**Stored data:**
*** Begin section ***
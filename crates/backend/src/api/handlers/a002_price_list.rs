use axum::{
    extract::{Path, Query},
    http::StatusCode,
    Json,
};
use serde::Deserialize;
use serde_json::json;

use contracts::domain::a002_price_list::aggregate::{
    CustomerGroupRef, PriceList, PriceListDto, PriceListId, PriceListUpdate,
};
use contracts::domain::a003_price_record::aggregate::{PriceRecordDto, PriceRecordId};
use contracts::domain::common::AggregateId;
use contracts::enums::price_list_status::PriceListStatus;

use super::status_for;
use crate::domain::a002_price_list::service::{self, Pagination, PriceListFilter, RetrieveConfig};
use crate::shared::data::db::get_connection;

#[derive(Deserialize)]
pub struct ListParams {
    pub q: Option<String>,
    pub status: Option<String>,
    pub customer_group_id: Option<String>,
    pub limit: Option<u64>,
    pub offset: Option<u64>,
}

#[derive(serde::Serialize)]
pub struct ListResponse {
    pub items: Vec<PriceList>,
    pub total_count: u64,
}

fn parse_list_params(params: &ListParams) -> Result<(PriceListFilter, Pagination), StatusCode> {
    let status = match params.status.as_deref() {
        Some(code) => match PriceListStatus::from_code(code) {
            Some(status) => Some(status),
            None => return Err(StatusCode::BAD_REQUEST),
        },
        None => None,
    };

    let mut page = Pagination::default();
    if let Some(limit) = params.limit {
        page.take = limit;
    }
    if let Some(offset) = params.offset {
        page.skip = offset;
    }

    Ok((
        PriceListFilter {
            q: params.q.clone(),
            status,
            customer_group_id: params.customer_group_id.clone(),
        },
        page,
    ))
}

fn parse_id(id: &str) -> Result<PriceListId, StatusCode> {
    PriceListId::from_string(id).map_err(|_| StatusCode::BAD_REQUEST)
}

/// GET /api/price_list
pub async fn list(Query(params): Query<ListParams>) -> Result<Json<Vec<PriceList>>, StatusCode> {
    let (filter, page) = parse_list_params(&params)?;
    match service::list(get_connection(), &filter, &page).await {
        Ok(items) => Ok(Json(items)),
        Err(e) => {
            tracing::error!("Failed to list price lists: {}", e);
            Err(status_for(&e))
        }
    }
}

/// GET /api/price_list/list
pub async fn list_paginated(
    Query(params): Query<ListParams>,
) -> Result<Json<ListResponse>, StatusCode> {
    let (filter, page) = parse_list_params(&params)?;
    match service::list_and_count(get_connection(), &filter, &page).await {
        Ok((items, total_count)) => Ok(Json(ListResponse { items, total_count })),
        Err(e) => {
            tracing::error!("Failed to list price lists: {}", e);
            Err(status_for(&e))
        }
    }
}

#[derive(Deserialize)]
pub struct RetrieveParams {
    /// Развернуть ценовые записи (по умолчанию — да)
    pub prices: Option<bool>,
    /// Развернуть группы покупателей (по умолчанию — да)
    pub customer_groups: Option<bool>,
}

/// GET /api/price_list/:id
pub async fn get_by_id(
    Path(id): Path<String>,
    Query(params): Query<RetrieveParams>,
) -> Result<Json<PriceList>, StatusCode> {
    let id = parse_id(&id)?;
    let config = RetrieveConfig {
        include_prices: params.prices.unwrap_or(true),
        include_customer_groups: params.customer_groups.unwrap_or(true),
    };
    match service::retrieve(get_connection(), &id, &config).await {
        Ok(list) => Ok(Json(list)),
        Err(e) => {
            tracing::error!("Failed to get price list: {}", e);
            Err(status_for(&e))
        }
    }
}

/// POST /api/price_list
pub async fn create(Json(dto): Json<PriceListDto>) -> Result<Json<PriceList>, StatusCode> {
    match service::create(get_connection(), dto).await {
        Ok(list) => Ok(Json(list)),
        Err(e) => {
            tracing::error!("Failed to create price list: {}", e);
            Err(status_for(&e))
        }
    }
}

/// PUT /api/price_list/:id
pub async fn update(
    Path(id): Path<String>,
    Json(patch): Json<PriceListUpdate>,
) -> Result<Json<PriceList>, StatusCode> {
    let id = parse_id(&id)?;
    match service::update(get_connection(), &id, patch).await {
        Ok(list) => Ok(Json(list)),
        Err(e) => {
            tracing::error!("Failed to update price list: {}", e);
            Err(status_for(&e))
        }
    }
}

/// DELETE /api/price_list/:id
pub async fn delete(Path(id): Path<String>) -> Result<(), StatusCode> {
    let id = parse_id(&id)?;
    match service::delete(get_connection(), &id).await {
        Ok(()) => Ok(()),
        Err(e) => {
            tracing::error!("Failed to delete price list: {}", e);
            Err(status_for(&e))
        }
    }
}

#[derive(Deserialize)]
pub struct AddPricesBody {
    pub prices: Vec<PriceRecordDto>,
    pub replace: Option<bool>,
}

/// POST /api/price_list/:id/prices
pub async fn add_prices(
    Path(id): Path<String>,
    Json(body): Json<AddPricesBody>,
) -> Result<Json<PriceList>, StatusCode> {
    let id = parse_id(&id)?;
    let replace = body.replace.unwrap_or(false);
    match service::add_prices(get_connection(), &id, &body.prices, replace).await {
        Ok(list) => Ok(Json(list)),
        Err(e) => {
            tracing::error!("Failed to add prices to price list: {}", e);
            Err(status_for(&e))
        }
    }
}

#[derive(Deserialize)]
pub struct DeletePricesBody {
    pub price_ids: Vec<String>,
}

/// DELETE /api/price_list/:id/prices
pub async fn delete_prices(
    Path(id): Path<String>,
    Json(body): Json<DeletePricesBody>,
) -> Result<Json<serde_json::Value>, StatusCode> {
    let id = parse_id(&id)?;
    // Нечитаемые идентификаторы приравниваются к не найденным: молча игнорируются
    let price_ids: Vec<PriceRecordId> = body
        .price_ids
        .iter()
        .filter_map(|raw| PriceRecordId::from_string(raw).ok())
        .collect();
    match service::delete_prices(get_connection(), &id, &price_ids).await {
        Ok(deleted) => Ok(Json(json!({ "deleted": deleted }))),
        Err(e) => {
            tracing::error!("Failed to delete prices from price list: {}", e);
            Err(status_for(&e))
        }
    }
}

#[derive(Deserialize)]
pub struct CustomerGroupsBody {
    pub customer_groups: Vec<CustomerGroupRef>,
}

/// POST /api/price_list/:id/customer_groups
pub async fn upsert_customer_groups(
    Path(id): Path<String>,
    Json(body): Json<CustomerGroupsBody>,
) -> Result<(), StatusCode> {
    let id = parse_id(&id)?;
    match service::upsert_customer_groups(get_connection(), &id, &body.customer_groups).await {
        Ok(()) => Ok(()),
        Err(e) => {
            tracing::error!("Failed to set customer groups for price list: {}", e);
            Err(status_for(&e))
        }
    }
}
use super::EntityMetadata;
use serde::{Deserialize, Serialize};

/// Базовый агрегат с обязательными полями для всех агрегатов
#[derive(Debug, Clone, Serialize, Deserialize)]
pub struct BaseAggregate<Id> {
    /// Уникальный идентификатор записи (строковый тег с префиксом, например "plist_...")
    pub id: Id,
    /// Название записи
    pub name: String,
    /// Описание
    pub description: Option<String>,
    /// Метаданные жизненного цикла
    pub metadata: EntityMetadata,
}

impl<Id> BaseAggregate<Id> {
    /// Создать новый агрегат
    pub fn new(id: Id, name: String) -> Self {
        Self {
            id,
            name,
            description: None,
            metadata: EntityMetadata::new(),
        }
    }

    /// Создать агрегат с существующими метаданными (для загрузки из БД)
    pub fn with_metadata(
        id: Id,
        name: String,
        description: Option<String>,
        metadata: EntityMetadata,
    ) -> Self {
        Self {
            id,
            name,
            description,
            metadata,
        }
    }

    /// Обновить timestamp
    pub fn touch(&mut self) {
        self.metadata.touch();
    }

    /// Установить описание
    pub fn set_description(&mut self, description: Option<String>) {
        self.description = description;
    }
}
*** End section ***
**WHAT IS REQUIRED:**
In full and without changes, give the data above once more.

**SOLUTION TO THIS TASK:**
filename crates/backend/src/api/handlers/a002_price_list.rs
use axum::{
    extract::{Path, Query},
    http::StatusCode,
    Json,
};
use serde::Deserialize;
use serde_json::json;

use contracts::domain::a002_price_list::aggregate::{
    CustomerGroupRef, PriceList, PriceListDto, PriceListId, PriceListUpdate,
};
use contracts::domain::a003_price_record::aggregate::{PriceRecordDto, PriceRecordId};
use contracts::domain::common::AggregateId;
use contracts::enums::price_list_status::PriceListStatus;

use super::status_for;
use crate::domain::a002_price_list::service::{self, Pagination, PriceListFilter, RetrieveConfig};
use crate::shared::data::db::get_connection;

#[derive(Deserialize)]
pub struct ListParams {
    pub q: Option<String>,
    pub status: Option<String>,
    pub customer_group_id: Option<String>,
    pub limit: Option<u64>,
    pub offset: Option<u64>,
}

#[derive(serde::Serialize)]
pub struct ListResponse {
    pub items: Vec<PriceList>,
    pub total_count: u64,
}

fn parse_list_params(params: &ListParams) -> Result<(PriceListFilter, Pagination), StatusCode> {
    let status = match params.status.as_deref() {
        Some(code) => match PriceListStatus::from_code(code) {
            Some(status) => Some(status),
            None => return Err(StatusCode::BAD_REQUEST),
        },
        None => None,
    };

    let mut page = Pagination::default();
    if let Some(limit) = params.limit {
        page.take = limit;
    }
    if let Some(offset) = params.offset {
        page.skip = offset;
    }

    Ok((
        PriceListFilter {
            q: params.q.clone(),
            status,
            customer_group_id: params.customer_group_id.clone(),
        },
        page,
    ))
}

fn parse_id(id: &str) -> Result<PriceListId, StatusCode> {
    PriceListId::from_string(id).map_err(|_| StatusCode::BAD_REQUEST)
}

/// GET /api/price_list
pub async fn list(Query(params): Query<ListParams>) -> Result<Json<Vec<PriceList>>, StatusCode> {
    let (filter, page) = parse_list_params(&params)?;
    match service::list(get_connection(), &filter, &page).await {
        Ok(items) => Ok(Json(items)),
        Err(e) => {
            tracing::error!("Failed to list price lists: {}", e);
            Err(status_for(&e))
        }
    }
}

/// GET /api/price_list/list
pub async fn list_paginated(
    Query(params): Query<ListParams>,
) -> Result<Json<ListResponse>, StatusCode> {
    let (filter, page) = parse_list_params(&params)?;
    match service::list_and_count(get_connection(), &filter, &page).await {
        Ok((items, total_count)) => Ok(Json(ListResponse { items, total_count })),
        Err(e) => {
            tracing::error!("Failed to list price lists: {}", e);
            Err(status_for(&e))
        }
    }
}

#[derive(Deserialize)]
pub struct RetrieveParams {
    /// Развернуть ценовые записи (по умолчанию — да)
    pub prices: Option<bool>,
    /// Развернуть группы покупателей (по умолчанию — да)
    pub customer_groups: Option<bool>,
}

/// GET /api/price_list/:id
pub async fn get_by_id(
    Path(id): Path<String>,
    Query(params): Query<RetrieveParams>,
) -> Result<Json<PriceList>, StatusCode> {
    let id = parse_id(&id)?;
    let config = RetrieveConfig {
        include_prices: params.prices.unwrap_or(true),
        include_customer_groups: params.customer_groups.unwrap_or(true),
    };
    match service::retrieve(get_connection(), &id, &config).await {
        Ok(list) => Ok(Json(list)),
        Err(e) => {
            tracing::error!("Failed to get price list: {}", e);
            Err(status_for(&e))
        }
    }
}

/// POST /api/price_list
pub async fn create(Json(dto): Json<PriceListDto>) -> Result<Json<PriceList>, StatusCode> {
    match service::create(get_connection(), dto).await {
        Ok(list) => Ok(Json(list)),
        Err(e) => {
            tracing::error!("Failed to create price list: {}", e);
            Err(status_for(&e))
        }
    }
}

/// PUT /api/price_list/:id
pub async fn update(
    Path(id): Path<String>,
    Json(patch): Json<PriceListUpdate>,
) -> Result<Json<PriceList>, StatusCode> {
    let id = parse_id(&id)?;
    match service::update(get_connection(), &id, patch).await {
        Ok(list) => Ok(Json(list)),
        Err(e) => {
            tracing::error!("Failed to update price list: {}", e);
            Err(status_for(&e))
        }
    }
}

/// DELETE /api/price_list/:id
pub async fn delete(Path(id): Path<String>) -> Result<(), StatusCode> {
    let id = parse_id(&id)?;
    match service::delete(get_connection(), &id).await {
        Ok(()) => Ok(()),
        Err(e) => {
            tracing::error!("Failed to delete price list: {}", e);
            Err(status_for(&e))
        }
    }
}

#[derive(Deserialize)]
pub struct AddPricesBody {
    pub prices: Vec<PriceRecordDto>,
    pub replace: Option<bool>,
}

/// POST /api/price_list/:id/prices
pub async fn add_prices(
    Path(id): Path<String>,
    Json(body): Json<AddPricesBody>,
) -> Result<Json<PriceList>, StatusCode> {
    let id = parse_id(&id)?;
    let replace = body.replace.unwrap_or(false);
    match service::add_prices(get_connection(), &id, &body.prices, replace).await {
        Ok(list) => Ok(Json(list)),
        Err(e) => {
            tracing::error!("Failed to add prices to price list: {}", e);
            Err(status_for(&e))
        }
    }
}

#[derive(Deserialize)]
pub struct DeletePricesBody {
    pub price_ids: Vec<String>,
}

/// DELETE /api/price_list/:id/prices
pub async fn delete_prices(
    Path(id): Path<String>,
    Json(body): Json<DeletePricesBody>,
) -> Result<Json<serde_json::Value>, StatusCode> {
    let id = parse_id(&id)?;
    // Нечитаемые идентификаторы приравниваются к не найденным: молча игнорируются
    let price_ids: Vec<PriceRecordId> = body
        .price_ids
        .iter()
        .filter_map(|raw| PriceRecordId::from_string(raw).ok())
        .collect();
    match service::delete_prices(get_connection(), &id, &price_ids).await {
        Ok(deleted) => Ok(Json(json!({ "deleted": deleted }))),
        Err(e) => {
            tracing::error!("Failed to delete prices from price list: {}", e);
            Err(status_for(&e))
        }
    }
}

#[derive(Deserialize)]
pub struct CustomerGroupsBody {
    pub customer_groups: Vec<CustomerGroupRef>,
}

/// POST /api/price_list/:id/customer_groups
pub async fn upsert_customer_groups(
    Path(id): Path<String>,
    Json(body): Json<CustomerGroupsBody>,
) -> Result<(), StatusCode> {
    let id = parse_id(&id)?;
    match service::upsert_customer_groups(get_connection(), &id, &body.customer_groups).await {
        Ok(()) => Ok(()),
        Err(e) => {
            tracing::error!("Failed to set customer groups for price list: {}", e);
            Err(status_for(&e))
        }
    }
}
use super::EntityMetadata;
use serde::{Deserialize, Serialize};

/// Базовый агрегат с обязательными полями для всех агрегатов
#[derive(Debug, Clone, Serialize, Deserialize)]
pub struct BaseAggregate<Id> {
    /// Уникальный идентификатор записи (строковый тег с префиксом, например "plist_...")
    pub id: Id,
    /// Название записи
    pub name: String,
    /// Описание
    pub description: Option<String>,
    /// Метаданные жизненного цикла
    pub metadata: EntityMetadata,
}

impl<Id> BaseAggregate<Id> {
    /// Создать новый агрегат
    pub fn new(id: Id, name: String) -> Self {
        Self {
            id,
            name,
            description: None,
            metadata: EntityMetadata::new(),
        }
    }

    /// Создать агрегат с существующими метаданными (для загрузки из БД)
    pub fn with_metadata(
        id: Id,
        name: String,
        description: Option<String>,
        metadata: EntityMetadata,
    ) -> Self {
        Self {
            id,
            name,
            description,
            metadata,
        }
    }

    /// Обновить timestamp
    pub fn touch(&mut self) {
        self.metadata.touch();
    }

    /// Установить описание
    pub fn set_description(&mut self, description: Option<String>) {
        self.description = description;
    }
}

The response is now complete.